TASK MATERIAL Block Start

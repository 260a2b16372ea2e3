//! Buffered output with a flush threshold

use std::io::{self, Seek, SeekFrom, Write};

use log::{error, trace, warn};

/// Buffered bytes are handed to the inner writer once they reach this size
pub const FLUSH_THRESHOLD: usize = 8192;

/// Write buffer in front of a sheet's backing storage
///
/// Writes accumulate in memory and go to the inner writer in one piece once
/// [`FLUSH_THRESHOLD`] bytes are pending, on [`tell`](Self::tell) /
/// [`seek`](Self::seek) and on [`close`](Self::close).
///
/// The first failed write to the inner writer is logged and returned; the
/// sink is then marked failed and every later write is silently dropped.
pub struct BufferedSink<W: Write> {
    inner: Option<W>,
    buffer: Vec<u8>,
    threshold: usize,
    validate_utf8: bool,
    failed: bool,
    flushes: usize,
}

impl<W: Write> BufferedSink<W> {
    /// Wrap a writer
    pub fn new(inner: W) -> Self {
        Self::with_threshold(inner, FLUSH_THRESHOLD)
    }

    /// Wrap a writer with a custom flush threshold
    pub fn with_threshold(inner: W, threshold: usize) -> Self {
        Self {
            inner: Some(inner),
            buffer: Vec::with_capacity(threshold),
            threshold: threshold.max(1),
            validate_utf8: false,
            failed: false,
            flushes: 0,
        }
    }

    /// Check buffered bytes for valid UTF-8 before each flush
    ///
    /// Only the first invalid chunk is reported; validation then switches
    /// itself off for the rest of the sink's life.
    pub fn validate_utf8(mut self, validate: bool) -> Self {
        self.validate_utf8 = validate;
        self
    }

    /// Append a string
    pub fn write_str(&mut self, s: &str) -> io::Result<()> {
        self.write_bytes(s.as_bytes())
    }

    /// Append raw bytes, flushing once the threshold is reached
    pub fn write_bytes(&mut self, bytes: &[u8]) -> io::Result<()> {
        if self.failed || self.inner.is_none() {
            return Ok(());
        }

        self.buffer.extend_from_slice(bytes);
        if self.buffer.len() >= self.threshold {
            self.flush_buffer()?;
        }
        Ok(())
    }

    /// Whether an inner write has failed
    pub fn is_failed(&self) -> bool {
        self.failed
    }

    /// Bytes waiting to be flushed
    pub fn buffered_len(&self) -> usize {
        self.buffer.len()
    }

    /// Number of times the buffer was handed to the inner writer
    pub fn flush_count(&self) -> usize {
        self.flushes
    }

    /// Borrow the inner writer
    pub fn get_ref(&self) -> Option<&W> {
        self.inner.as_ref()
    }

    /// Flush everything and return the inner writer
    pub fn close(mut self) -> io::Result<W> {
        self.flush_buffer()?;
        if self.failed {
            return Err(io::Error::new(
                io::ErrorKind::Other,
                "sink failed before it was closed",
            ));
        }

        let mut inner = self
            .inner
            .take()
            .ok_or_else(|| io::Error::new(io::ErrorKind::Other, "sink already closed"))?;
        inner.flush()?;
        Ok(inner)
    }

    fn flush_buffer(&mut self) -> io::Result<()> {
        if self.buffer.is_empty() || self.failed {
            return Ok(());
        }
        let Some(inner) = self.inner.as_mut() else {
            return Ok(());
        };

        if self.validate_utf8 {
            if let Err(e) = std::str::from_utf8(&self.buffer) {
                // A character split across the flush boundary is not an error
                if e.error_len().is_some() {
                    warn!(
                        "Invalid UTF-8 detected at byte {} of a {}-byte chunk",
                        e.valid_up_to(),
                        self.buffer.len()
                    );
                    self.validate_utf8 = false;
                }
            }
        }

        trace!("Flushing {} buffered bytes", self.buffer.len());
        let result = inner.write_all(&self.buffer);
        self.buffer.clear();
        self.flushes += 1;

        if let Err(e) = result {
            error!("Failed to write buffered output: {}", e);
            self.failed = true;
            return Err(e);
        }
        Ok(())
    }
}

impl<W: Write + Seek> BufferedSink<W> {
    /// Current offset in the inner writer, after flushing
    pub fn tell(&mut self) -> io::Result<u64> {
        self.flush_buffer()?;
        self.seekable()?.stream_position()
    }

    /// Flush, then move the inner writer to an absolute offset
    pub fn seek(&mut self, pos: u64) -> io::Result<u64> {
        self.flush_buffer()?;
        self.seekable()?.seek(SeekFrom::Start(pos))
    }

    fn seekable(&mut self) -> io::Result<&mut W> {
        if self.failed {
            return Err(io::Error::new(io::ErrorKind::Other, "sink has failed"));
        }
        self.inner
            .as_mut()
            .ok_or_else(|| io::Error::new(io::ErrorKind::Other, "sink already closed"))
    }
}

impl<W: Write> Write for BufferedSink<W> {
    fn write(&mut self, buf: &[u8]) -> io::Result<usize> {
        self.write_bytes(buf)?;
        Ok(buf.len())
    }

    fn flush(&mut self) -> io::Result<()> {
        self.flush_buffer()?;
        match self.inner.as_mut() {
            Some(inner) if !self.failed => inner.flush(),
            _ => Ok(()),
        }
    }
}

impl<W: Write> Drop for BufferedSink<W> {
    fn drop(&mut self) {
        if self.inner.is_some() {
            let _ = self.flush_buffer();
        }
    }
}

TASK MATERIAL Block End

TASK PROMPT:
Could you copy each line of the material that holds "closed"?

RESPONSE AREA:
                "sink failed before it was closed",
            .ok_or_else(|| io::Error::new(io::ErrorKind::Other, "sink already closed"))?;
            .ok_or_else(|| io::Error::new(io::ErrorKind::Other, "sink already closed"))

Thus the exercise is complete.